4.根据权利要求3所述的载体，其特征在于，所述的载体通过以下方法制备得到：

(1)改造载体pBluscript II SK(+)

在pBluscript II SK(+)载体中的Kpn I与SacI酶切位点之间增加Afe I以及Stu I酶切位点；

(2)全长感染性DNA的合成

合成PPV基因组3’末端长度为114bp的片段，即片段I，通过Kpn I以及Afe I酶切位点克隆到改造后的pBluscript II SK(+)载体上；合成与片段I相连的PPV基因组3’端长度为65bp的片段，即片段II，通过Infusion克隆技术与片段I连接；用Stu I线性化含PPV基因组3’端片段的载体；根据猪细小病毒基因组相对保守区设计三对引物，扩增猪细小病毒基因组中间的非发夹结构，三对引物序列分别如SEQ ID NO.2和3、SEQ ID NO.4和5以及SEQ IDNO.6和7所示；通过Over-lap PCR将三段片段连接起来，得到片段III；将片段III克隆到pEASY-Blunt载体上；将片段III中3193bp处的碱基A突变成碱基G，引入EcoRv位点作为遗传标记拯救病毒；设计引物Infusion III SF，Infusion III SR，引物序列如SEQ ID NO.8和9所示，扩增突变过的片段III；合成PPV 5’端长度为238bp的片段克隆到pMD-19T载体中，设计引物Infusion IV SF，Infusion IV SR，引物序列如SEQ ID NO.10和11所示，扩增PPV基因组5’端片段，即片段IV；用Infusion克隆技术将线性化的含PPV基因组3’端片段的载体，突变过的片段III及PPV基因组5’端片段IV无缝连接起来，得到的重组质粒命名为pPPV，其中，最终合成的猪细小病毒全长感染性DNA的核苷酸序列如SEQ ID No.1所示。

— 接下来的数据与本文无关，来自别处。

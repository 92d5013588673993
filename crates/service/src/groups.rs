//! Group resource rules. Membership is stored on the user records, so group
//! deletion and membership updates rewrite `User::groups`.

use models::{group, Document};
use serde_json::Value;

use crate::errors::ServiceError;

/// Userids of the members of `name`.
pub fn get(doc: &Document, name: &str) -> Result<Vec<String>, ServiceError> {
    if !doc.has_group(name) {
        return Err(ServiceError::not_found("group", name));
    }
    Ok(doc.members_of(name))
}

/// Add an empty group. `None` means the submission had no `name` field.
pub fn create(doc: &mut Document, name: Option<&str>) -> Result<(), ServiceError> {
    let name = name.ok_or_else(|| ServiceError::BadRequest("missing field: name".into()))?;
    if doc.has_group(name) {
        return Err(ServiceError::Conflict(format!("group {name} already exists")));
    }
    doc.groups.push(name.to_owned());
    Ok(())
}

/// Remove a group and strip it from every user. Returns the number of users touched.
pub fn delete(doc: &mut Document, name: &str) -> Result<usize, ServiceError> {
    let idx = doc
        .groups
        .iter()
        .position(|g| g == name)
        .ok_or_else(|| ServiceError::not_found("group", name))?;
    doc.groups.remove(idx);

    let mut touched = 0;
    for user in doc.users.iter_mut().filter(|u| u.is_member_of(name)) {
        user.groups.retain(|g| g != name);
        touched += 1;
    }
    Ok(touched)
}

/// Add `name` to every listed user that exists.
///
/// `body` is `None` when the request body was not valid JSON. An empty list is
/// NotFound; a list in which no userid resolves is BadRequest. Unknown userids
/// are skipped once at least one resolves. Returns the userids that joined.
pub fn replace_membership(
    doc: &mut Document,
    name: &str,
    body: Option<&Value>,
) -> Result<Vec<String>, ServiceError> {
    if !doc.has_group(name) {
        return Err(ServiceError::not_found("group", name));
    }
    let body = body.ok_or_else(|| ServiceError::BadRequest("member list must be JSON".into()))?;
    let userids = group::parse_member_list(body)?;
    if userids.is_empty() {
        return Err(ServiceError::NotFound("member list is empty".into()));
    }

    let resolved: Vec<usize> = doc
        .users
        .iter()
        .enumerate()
        .filter(|(_, u)| userids.contains(&u.userid))
        .map(|(i, _)| i)
        .collect();
    if resolved.is_empty() {
        return Err(ServiceError::BadRequest(format!("no such users: {}", userids.join(", "))));
    }

    let mut joined = Vec::new();
    for i in resolved {
        let user = &mut doc.users[i];
        if !user.is_member_of(name) {
            user.groups.push(name.to_owned());
            joined.push(user.userid.clone());
        }
    }
    Ok(joined)
}
use std::sync::Arc;

use axum::{
    routing::{get, post},
    Json, Router,
};
use tower_http::{
    cors::CorsLayer,
    trace::{DefaultMakeSpan, DefaultOnFailure, DefaultOnRequest, DefaultOnResponse, TraceLayer},
};
use tracing::Level;
use utoipa::OpenApi;

use common::types::Health;
use service::Directory;

use crate::openapi::ApiDoc;

pub mod groups;
pub mod users;

#[derive(Clone)]
pub struct AppState {
    pub directory: Arc<Directory>,
}

#[utoipa::path(get, path = "/health", tag = "health", responses((status = 200, description = "OK", body = crate::openapi::HealthResponse)))]
pub async fn health() -> Json<Health> {
    Json(Health { status: "ok" })
}

async fn openapi_json() -> Json<utoipa::openapi::OpenApi> {
    Json(ApiDoc::openapi())
}

/// Build the application router.
///
/// Collection paths only route POST, so other verbs on them answer 405.
pub fn build_router(state: AppState, cors: CorsLayer) -> Router {
    Router::new()
        .route("/health", get(health))
        .route("/openapi.json", get(openapi_json))
        .route("/users", post(users::create_user))
        .route(
            "/users/:userid",
            get(users::get_user).put(users::replace_user).delete(users::delete_user),
        )
        .route("/groups", post(groups::create_group))
        .route(
            "/groups/:name",
            get(groups::get_group).put(groups::replace_membership).delete(groups::delete_group),
        )
        .with_state(state)
        .layer(cors)
        .layer(
            TraceLayer::new_for_http()
                .make_span_with(DefaultMakeSpan::new().level(Level::INFO).include_headers(false))
                .on_request(DefaultOnRequest::new().level(Level::INFO))
                .on_response(DefaultOnResponse::new().level(Level::INFO).include_headers(false))
                .on_failure(DefaultOnFailure::new().level(Level::ERROR)),
        )
}
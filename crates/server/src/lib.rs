pub mod routes;
pub mod startup;
pub mod errors;
pub mod openapi;

pub use startup::{build_app, run_with_config};
use std::{net::SocketAddr, sync::Arc};

use axum::Router;
use configs::AppConfig;
use tower_http::cors::CorsLayer;
use tracing::info;

use common::env::check_data_file;
use service::{storage::JsonDocumentStore, Directory};

use crate::routes::{self, AppState};

fn build_cors() -> CorsLayer {
    CorsLayer::very_permissive()
}

/// Open the document store at `cfg.storage.data_file` and build the router over it.
pub async fn build_app(cfg: &AppConfig) -> anyhow::Result<Router> {
    let data_file = &cfg.storage.data_file;
    check_data_file(data_file).await;

    let store = JsonDocumentStore::new(data_file.clone()).await?;
    info!(data_file = %store.path().display(), "document store ready");

    let state = AppState { directory: Arc::new(Directory::new(store)) };
    Ok(routes::build_router(state, build_cors()))
}

/// Public entry: build the app from `cfg` and run the HTTP server
pub async fn run_with_config(cfg: AppConfig) -> anyhow::Result<()> {
    let app = build_app(&cfg).await?;

    let listener = tokio::net::TcpListener::bind(cfg.bind_addr()).await?;
    let addr: SocketAddr = listener.local_addr()?;
    info!(%addr, "starting server");
    axum::serve(listener, app).await?;
    Ok(())
}
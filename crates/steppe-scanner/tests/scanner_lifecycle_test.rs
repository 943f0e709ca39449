//! Camera session lifecycle driven through the headless page harness.

use steppe_core::{BindingRole, PageSettings, StatusKind, StatusMessage, SyntheticEvent};
use steppe_scanner::{messages, ScannerController, ScannerState};
use steppe_testing::{init_test_logging, FakeDom, FakeEngine, PageTestRule, StopMode};

fn mount(rule: &PageTestRule) -> ScannerController<FakeDom, FakeEngine> {
    init_test_logging();
    let engine = rule.engine.clone();
    ScannerController::mount(
        rule.dom.clone(),
        rule.bindings(),
        &PageSettings::default(),
        rule.spawner.clone(),
        move |_| Some(engine),
    )
    .expect("bindings resolve")
    .controller()
    .expect("engine is available")
}

/// Start and let the camera come up.
fn start_scanning(rule: &PageTestRule, scanner: &ScannerController<FakeDom, FakeEngine>) {
    scanner.start();
    rule.pump_until_idle();
    rule.engine.resolve_start();
    rule.pump_until_idle();
    assert_eq!(scanner.state(), ScannerState::Scanning);
}

#[test]
fn test_mount_shows_idle_ui() {
    let rule = PageTestRule::new();
    let scanner = mount(&rule);

    assert_eq!(scanner.state(), ScannerState::Idle);
    assert!(rule.shows_idle_ui());
    assert!(!rule.dom.is_disabled(rule.node(BindingRole::StartControl)));
}

#[test]
fn test_start_requests_environment_camera() {
    let rule = PageTestRule::new();
    let scanner = mount(&rule);

    scanner.start();

    assert_eq!(scanner.state(), ScannerState::Requesting);
    assert_eq!(rule.engine.start_calls(), 1);
    assert!(rule.engine.has_pending_start());
    let (camera, params) = rule.engine.last_start().expect("start recorded");
    assert_eq!(camera.facing_mode, "environment");
    assert_eq!(params.fps, 10);
    assert_eq!(params.qrbox.width, 250);
    assert_eq!(rule.status(), messages::requesting_camera());
    assert!(rule.shows_scanning_ui());
    let shell = rule.shell().expect("shell present");
    assert!(rule.dom.has_class(shell, "is-scanning"));
}

#[test]
fn test_start_resolving_enters_scanning() {
    let rule = PageTestRule::new();
    let scanner = mount(&rule);

    start_scanning(&rule, &scanner);

    assert!(!rule.engine.has_pending_start());
    assert_eq!(rule.status(), messages::point_camera());
    assert!(rule.shows_scanning_ui());
}

#[test]
fn test_start_is_ignored_unless_idle() {
    let rule = PageTestRule::new();
    let scanner = mount(&rule);

    scanner.start();
    scanner.start();
    assert_eq!(rule.engine.start_calls(), 1);

    rule.engine.resolve_start();
    rule.pump_until_idle();
    scanner.start();
    assert_eq!(rule.engine.start_calls(), 1);
    assert_eq!(scanner.state(), ScannerState::Scanning);
}

#[test]
fn test_start_rejection_returns_to_idle_with_reason() {
    let rule = PageTestRule::new();
    let scanner = mount(&rule);

    scanner.start();
    rule.engine.reject_start("NotAllowedError");
    rule.pump_until_idle();

    assert_eq!(scanner.state(), ScannerState::Idle);
    let status = rule.status();
    assert_eq!(status.kind, StatusKind::Error);
    assert!(status.text.contains("NotAllowedError"));
    assert!(rule.shows_idle_ui());
    assert!(!rule.dom.is_disabled(rule.node(BindingRole::StartControl)));

    // The controller is reusable after a failure.
    scanner.start();
    assert_eq!(rule.engine.start_calls(), 2);
}

#[test]
fn test_decoded_code_is_trimmed_and_applied() {
    let rule = PageTestRule::new();
    let scanner = mount(&rule);
    start_scanning(&rule, &scanner);

    rule.engine.emit_decode(" 123-ABC \n");
    rule.pump_until_idle();

    let input = rule.node(BindingRole::Input);
    assert_eq!(rule.dom.value(input), "123-ABC");
    assert_eq!(rule.status(), StatusMessage::ok("QR найден: 123-ABC"));
    assert_eq!(rule.dom.event_count(input, SyntheticEvent::Input), 1);
    assert_eq!(rule.dom.event_count(input, SyntheticEvent::Change), 1);
    assert_eq!(
        rule.dom.events(input),
        vec![SyntheticEvent::Input, SyntheticEvent::Change]
    );
    assert_eq!(rule.dom.focused(), Some(input));
    assert_eq!(rule.engine.stop_calls(), 1);
    assert_eq!(scanner.state(), ScannerState::Idle);
    assert!(rule.shows_idle_ui());
}

#[test]
fn test_blank_decode_still_stops_camera() {
    let rule = PageTestRule::new();
    let scanner = mount(&rule);
    start_scanning(&rule, &scanner);

    rule.engine.emit_decode("  \n");
    rule.pump_until_idle();

    let input = rule.node(BindingRole::Input);
    assert_eq!(rule.dom.value(input), "");
    assert!(rule.dom.events(input).is_empty());
    assert_eq!(rule.engine.stop_calls(), 1);
    assert_eq!(scanner.state(), ScannerState::Idle);
    assert!(rule.shows_idle_ui());
    assert_eq!(rule.status(), messages::camera_stopped());
}

#[test]
fn test_second_decode_during_stop_is_ignored() {
    let rule = PageTestRule::new();
    rule.engine.set_stop_mode(StopMode::Hold);
    let scanner = mount(&rule);
    start_scanning(&rule, &scanner);

    rule.engine.emit_decode("FIRST");
    assert_eq!(scanner.state(), ScannerState::Stopping);
    rule.engine.emit_decode("SECOND");

    rule.engine.resolve_stop();
    rule.pump_until_idle();

    let input = rule.node(BindingRole::Input);
    assert_eq!(rule.dom.value(input), "FIRST");
    assert_eq!(rule.engine.stop_calls(), 1);
}

#[test]
fn test_decode_misses_are_silent() {
    let rule = PageTestRule::new();
    let scanner = mount(&rule);
    start_scanning(&rule, &scanner);

    for _ in 0..30 {
        rule.engine.emit_miss("No MultiFormat Readers were able to detect the code.");
    }
    rule.pump_until_idle();

    assert_eq!(scanner.state(), ScannerState::Scanning);
    assert_eq!(rule.status(), messages::point_camera());
}

#[test]
fn test_user_stop_reports_camera_stopped() {
    let rule = PageTestRule::new();
    let scanner = mount(&rule);
    start_scanning(&rule, &scanner);

    scanner.stop();
    assert_eq!(scanner.state(), ScannerState::Stopping);
    rule.pump_until_idle();

    assert_eq!(scanner.state(), ScannerState::Idle);
    assert_eq!(rule.status(), messages::camera_stopped());
    assert!(rule.shows_idle_ui());
    let shell = rule.shell().expect("shell present");
    assert!(!rule.dom.has_class(shell, "is-scanning"));
}

#[test]
fn test_stop_twice_is_harmless() {
    let rule = PageTestRule::new();
    let scanner = mount(&rule);

    scanner.stop();
    scanner.stop();
    rule.pump_until_idle();
    assert_eq!(scanner.state(), ScannerState::Idle);
    assert_eq!(rule.engine.stop_calls(), 0);
    assert!(rule.shows_idle_ui());

    start_scanning(&rule, &scanner);
    scanner.stop();
    scanner.stop();
    rule.pump_until_idle();
    assert_eq!(scanner.state(), ScannerState::Idle);
    assert_eq!(rule.engine.stop_calls(), 1);
}

#[test]
fn test_stop_failure_forces_idle_silently() {
    let rule = PageTestRule::new();
    rule.engine
        .set_stop_mode(StopMode::Fail("camera already closed".into()));
    let scanner = mount(&rule);
    start_scanning(&rule, &scanner);

    scanner.stop();
    rule.pump_until_idle();

    assert_eq!(scanner.state(), ScannerState::Idle);
    assert!(rule.shows_idle_ui());
    assert_eq!(rule.status(), messages::point_camera());
}

#[test]
fn test_stop_while_requesting_stops_once_started() {
    let rule = PageTestRule::new();
    let scanner = mount(&rule);

    scanner.start();
    scanner.stop();
    assert_eq!(rule.engine.stop_calls(), 0);
    assert_eq!(scanner.state(), ScannerState::Requesting);

    rule.engine.resolve_start();
    rule.pump_until_idle();

    assert_eq!(rule.engine.stop_calls(), 1);
    assert_eq!(scanner.state(), ScannerState::Idle);
    assert_eq!(rule.status(), messages::camera_stopped());
}

#[test]
fn test_stop_while_requesting_is_dropped_on_rejection() {
    let rule = PageTestRule::new();
    let scanner = mount(&rule);

    scanner.start();
    scanner.stop();
    rule.engine.reject_start("NotReadableError");
    rule.pump_until_idle();
    assert_eq!(scanner.state(), ScannerState::Idle);

    start_scanning(&rule, &scanner);
    assert_eq!(rule.engine.stop_calls(), 0);
}

#[test]
fn test_dropping_controller_detaches_decode_callback() {
    let rule = PageTestRule::new();
    let scanner = mount(&rule);
    start_scanning(&rule, &scanner);
    drop(scanner);

    rule.engine.emit_decode("LATE");
    rule.pump_until_idle();

    assert_eq!(rule.dom.value(rule.node(BindingRole::Input)), "");
}
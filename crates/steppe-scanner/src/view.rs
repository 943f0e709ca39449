//! Scanner markup: resolved elements and the UI toggles applied to them.

use steppe_core::{
    BindingError, BindingRole, Page, ScannerBindings, ScannerClasses, StatusKind, StatusMessage,
    SyntheticEvent,
};

/// Trims surrounding whitespace and line breaks from a decoded payload.
pub fn normalize_code(raw: &str) -> &str {
    raw.trim()
}

/// Elements the scanner drives, resolved once at mount time.
#[derive(Clone, Debug, PartialEq, Eq)]
pub struct ScannerElements<E> {
    pub input: E,
    pub viewport: E,
    pub start: E,
    pub stop: E,
    pub image_input: E,
    pub status: E,
    /// Optional frame around the viewport that is highlighted while scanning
    pub shell: Option<E>,
}

impl<E: Clone> ScannerElements<E> {
    /// Looks up every bound id. Fails on the first id without an element;
    /// nothing on the page is touched in that case.
    pub fn resolve<P>(
        page: &P,
        bindings: &ScannerBindings,
        shell_selector: &str,
    ) -> Result<Self, BindingError>
    where
        P: Page<Element = E>,
    {
        let lookup = |role: BindingRole| {
            let id = bindings.id(role);
            page.element_by_id(id).ok_or_else(|| BindingError::Missing {
                role,
                id: id.to_string(),
            })
        };

        let input = lookup(BindingRole::Input)?;
        let viewport = lookup(BindingRole::Viewport)?;
        let start = lookup(BindingRole::StartControl)?;
        let stop = lookup(BindingRole::StopControl)?;
        let image_input = lookup(BindingRole::ImageInput)?;
        let status = lookup(BindingRole::Status)?;
        let shell = page.closest(&viewport, shell_selector);

        Ok(Self {
            input,
            viewport,
            start,
            stop,
            image_input,
            status,
            shell,
        })
    }
}

pub struct ScannerView<P: Page> {
    page: P,
    elements: ScannerElements<P::Element>,
    classes: ScannerClasses,
}

impl<P: Page> ScannerView<P> {
    pub fn new(page: P, elements: ScannerElements<P::Element>, classes: ScannerClasses) -> Self {
        Self {
            page,
            elements,
            classes,
        }
    }

    pub fn elements(&self) -> &ScannerElements<P::Element> {
        &self.elements
    }

    /// Viewport and stop hidden, start shown and enabled.
    pub fn show_idle(&self) {
        let hidden = &self.classes.hidden;
        self.page.set_class(&self.elements.viewport, hidden, true);
        self.page.set_class(&self.elements.start, hidden, false);
        self.page.set_class(&self.elements.stop, hidden, true);
        self.page.set_disabled(&self.elements.start, false);
        if let Some(shell) = &self.elements.shell {
            self.page.set_class(shell, &self.classes.scanning, false);
        }
    }

    pub fn show_scanning(&self) {
        let hidden = &self.classes.hidden;
        self.page.set_class(&self.elements.viewport, hidden, false);
        self.page.set_class(&self.elements.start, hidden, true);
        self.page.set_class(&self.elements.stop, hidden, false);
        if let Some(shell) = &self.elements.shell {
            self.page.set_class(shell, &self.classes.scanning, true);
        }
    }

    pub fn set_start_enabled(&self, enabled: bool) {
        self.page.set_disabled(&self.elements.start, !enabled);
    }

    /// Replaces the status text and its kind class.
    pub fn set_status(&self, status: &StatusMessage) {
        let el = &self.elements.status;
        self.page.set_text(el, &status.text);
        self.page
            .set_class(el, &self.classes.ok, status.kind == StatusKind::Ok);
        self.page
            .set_class(el, &self.classes.error, status.kind == StatusKind::Error);
    }

    /// Writes `code` into the bound field the way typing would: value, then
    /// bubbling `input` and `change`, then focus.
    pub fn apply_value(&self, code: &str) {
        let input = &self.elements.input;
        self.page.set_value(input, code);
        self.page.dispatch(input, SyntheticEvent::Input);
        self.page.dispatch(input, SyntheticEvent::Change);
        self.page.focus(input);
    }

    /// Clears the image picker so the same file fires `change` again.
    pub fn clear_file_selection(&self) {
        self.page.set_value(&self.elements.image_input, "");
    }
}

#[cfg(test)]
mod tests {
    use super::*;
    use steppe_testing::{FakeDom, PageTestRule};

    fn view(rule: &PageTestRule) -> ScannerView<FakeDom> {
        let classes = ScannerClasses::default();
        let elements =
            ScannerElements::resolve(&rule.dom, rule.bindings(), &classes.shell_selector)
                .expect("rule markup resolves");
        ScannerView::new(rule.dom.clone(), elements, classes)
    }

    #[test]
    fn test_normalize_code_trims_whitespace() {
        assert_eq!(normalize_code(" 123-ABC \n"), "123-ABC");
        assert_eq!(normalize_code("\t\r\n"), "");
    }

    #[test]
    fn test_resolve_reports_first_missing_role() {
        let rule = PageTestRule::new();
        let mut bindings = rule.bindings().clone();
        bindings.set_id(BindingRole::StopControl, "nope");

        let err = ScannerElements::resolve(&rule.dom, &bindings, ".qr-viewfinder-shell")
            .expect_err("stop control is missing");
        assert_eq!(
            err,
            BindingError::Missing {
                role: BindingRole::StopControl,
                id: "nope".into()
            }
        );
        assert_eq!(rule.dom.mutations(), 0);
    }

    #[test]
    fn test_resolve_finds_shell_around_viewport() {
        let rule = PageTestRule::new();
        let view = view(&rule);
        assert_eq!(view.elements().shell, rule.shell());

        let bare = PageTestRule::without_shell();
        assert_eq!(self::view(&bare).elements().shell, None);
    }

    #[test]
    fn test_idle_and_scanning_toggles() {
        let rule = PageTestRule::new();
        let view = view(&rule);
        let shell = rule.shell().expect("shell present");

        view.show_scanning();
        assert!(rule.shows_scanning_ui());
        assert!(rule.dom.has_class(shell, "is-scanning"));

        view.show_idle();
        assert!(rule.shows_idle_ui());
        assert!(!rule.dom.has_class(shell, "is-scanning"));
    }

    #[test]
    fn test_status_kind_replaces_previous_class() {
        let rule = PageTestRule::new();
        let view = view(&rule);

        view.set_status(&StatusMessage::error("boom"));
        assert_eq!(rule.status(), StatusMessage::error("boom"));

        view.set_status(&StatusMessage::ok("fine"));
        assert_eq!(rule.status(), StatusMessage::ok("fine"));

        view.set_status(&StatusMessage::neutral("waiting"));
        assert_eq!(rule.status(), StatusMessage::neutral("waiting"));
    }
}
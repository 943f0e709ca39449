pub mod scroll;
pub mod touch;

pub use scroll::{AncestorSet, GestureVerdict, ScrollGuard, WheelGesture};
pub use touch::{TouchSample, TouchTracker};
//! Scriptable stand-in for the decoding engine.
//!
//! Camera starts and file scans stay pending until the test completes them.
//! Stops complete according to [`StopMode`].

use crate::deferred::{deferred, Deferred};
use std::cell::RefCell;
use std::collections::VecDeque;
use std::rc::Rc;
use steppe_core::{
    CameraConstraints, DecodeCallback, DecodingEngine, EngineError, EngineFuture, MissCallback,
    ScanParameters,
};

#[derive(Clone, Debug, PartialEq, Eq)]
pub enum StopMode {
    /// Stop resolves immediately.
    Succeed,
    /// Stop rejects immediately with this message.
    Fail(String),
    /// Stop stays pending until `resolve_stop` / `reject_stop`.
    Hold,
}

struct EngineState {
    starts: Vec<(CameraConstraints, ScanParameters)>,
    stops: usize,
    scans: Vec<(String, bool)>,
    session_open: bool,
    on_decode: Option<DecodeCallback>,
    on_miss: Option<MissCallback>,
    pending_start: Option<Deferred<Result<(), EngineError>>>,
    pending_stops: VecDeque<Deferred<Result<(), EngineError>>>,
    pending_scans: VecDeque<Deferred<Result<String, EngineError>>>,
    stop_mode: StopMode,
}

/// Files are identified by name.
#[derive(Clone)]
pub struct FakeEngine {
    state: Rc<RefCell<EngineState>>,
}

impl FakeEngine {
    pub fn new() -> Self {
        Self {
            state: Rc::new(RefCell::new(EngineState {
                starts: Vec::new(),
                stops: 0,
                scans: Vec::new(),
                session_open: false,
                on_decode: None,
                on_miss: None,
                pending_start: None,
                pending_stops: VecDeque::new(),
                pending_scans: VecDeque::new(),
                stop_mode: StopMode::Succeed,
            })),
        }
    }

    pub fn set_stop_mode(&self, mode: StopMode) {
        self.state.borrow_mut().stop_mode = mode;
    }

    pub fn start_calls(&self) -> usize {
        self.state.borrow().starts.len()
    }

    pub fn last_start(&self) -> Option<(CameraConstraints, ScanParameters)> {
        self.state.borrow().starts.last().cloned()
    }

    pub fn stop_calls(&self) -> usize {
        self.state.borrow().stops
    }

    /// `(file name, verbose)` for every `scan_file` call.
    pub fn scanned_files(&self) -> Vec<(String, bool)> {
        self.state.borrow().scans.clone()
    }

    pub fn has_pending_start(&self) -> bool {
        self.state.borrow().pending_start.is_some()
    }

    pub fn resolve_start(&self) {
        self.complete_start(Ok(()));
    }

    pub fn reject_start(&self, message: &str) {
        self.state.borrow_mut().session_open = false;
        self.complete_start(Err(EngineError::new(message)));
    }

    pub fn resolve_stop(&self) {
        self.complete_stop(Ok(()));
    }

    pub fn reject_stop(&self, message: &str) {
        self.complete_stop(Err(EngineError::new(message)));
    }

    pub fn resolve_scan(&self, text: &str) {
        self.complete_scan(Ok(text.to_string()));
    }

    pub fn reject_scan(&self, message: &str) {
        self.complete_scan(Err(EngineError::new(message)));
    }

    /// Delivers a decoded frame to the running session.
    pub fn emit_decode(&self, text: &str) {
        let callback = self.state.borrow_mut().on_decode.take();
        if let Some(mut callback) = callback {
            callback(text.to_string());
            let mut state = self.state.borrow_mut();
            if state.session_open && state.on_decode.is_none() {
                state.on_decode = Some(callback);
            }
        }
    }

    /// Delivers a frame without a readable code.
    pub fn emit_miss(&self, reason: &str) {
        let callback = self.state.borrow_mut().on_miss.take();
        if let Some(mut callback) = callback {
            callback(reason.to_string());
            let mut state = self.state.borrow_mut();
            if state.session_open && state.on_miss.is_none() {
                state.on_miss = Some(callback);
            }
        }
    }

    fn complete_start(&self, result: Result<(), EngineError>) {
        let pending = self.state.borrow_mut().pending_start.take();
        pending.expect("no camera start in flight").resolve(result);
    }

    fn complete_stop(&self, result: Result<(), EngineError>) {
        let pending = self.state.borrow_mut().pending_stops.pop_front();
        pending.expect("no camera stop in flight").resolve(result);
    }

    fn complete_scan(&self, result: Result<String, EngineError>) {
        let pending = self.state.borrow_mut().pending_scans.pop_front();
        pending.expect("no file scan in flight").resolve(result);
    }
}

impl Default for FakeEngine {
    fn default() -> Self {
        Self::new()
    }
}

impl DecodingEngine for FakeEngine {
    type File = String;

    fn start(
        &self,
        camera: &CameraConstraints,
        params: &ScanParameters,
        on_decode: DecodeCallback,
        on_miss: MissCallback,
    ) -> EngineFuture<()> {
        let (resolver, future) = deferred();
        let mut state = self.state.borrow_mut();
        state.starts.push((camera.clone(), *params));
        state.session_open = true;
        state.on_decode = Some(on_decode);
        state.on_miss = Some(on_miss);
        state.pending_start = Some(resolver);
        Box::pin(future)
    }

    fn stop(&self) -> EngineFuture<()> {
        let mut state = self.state.borrow_mut();
        state.stops += 1;
        state.session_open = false;
        state.on_decode = None;
        state.on_miss = None;
        match state.stop_mode.clone() {
            StopMode::Succeed => Box::pin(std::future::ready(Ok(()))),
            StopMode::Fail(message) => Box::pin(std::future::ready(Err(EngineError::new(message)))),
            StopMode::Hold => {
                let (resolver, future) = deferred();
                state.pending_stops.push_back(resolver);
                Box::pin(future)
            }
        }
    }

    fn scan_file(&self, file: String, verbose: bool) -> EngineFuture<String> {
        let (resolver, future) = deferred();
        let mut state = self.state.borrow_mut();
        state.scans.push((file, verbose));
        state.pending_scans.push_back(resolver);
        Box::pin(future)
    }
}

5.含有权利要求1所述的全长感染性DNA或权利要求2-4任一项所述载体的宿主细胞。

6.根据权利要求5所述的宿主细胞，其特征在于，所述的细胞为PK-15细胞。

7.一种猪细小病毒的反向遗传学操作系统，其特征在于，所述的系统包括权利要求2-4任一项所述的载体以及宿主细胞。

8.如权利要求7所述的反向遗传学操作系统，其特征在于，所述的细胞为PK-15细胞。

9.权利要求7或8所述的反向遗传学操作系统在PPV病毒拯救、PPV的致病机理和致病力研究以及PPV疫苗研制中的应用。

10.一种拯救猪细小病毒的方法，其特征在于，包括以下步骤：接种PK-15细胞于六孔板中，培养至细胞密度为80％-90％时进行转染：每孔中加入权利要求2-4任一项所述载体和Lipofectamine 2000转染试剂，在Opti-MEM中震荡混匀，进行转染，并且逐日观察细胞病变，收取细胞转染物反复冻融三次并盲传，收取病毒细胞培养物反复冻融三次后，得到拯救病毒，置于-70℃保存备用。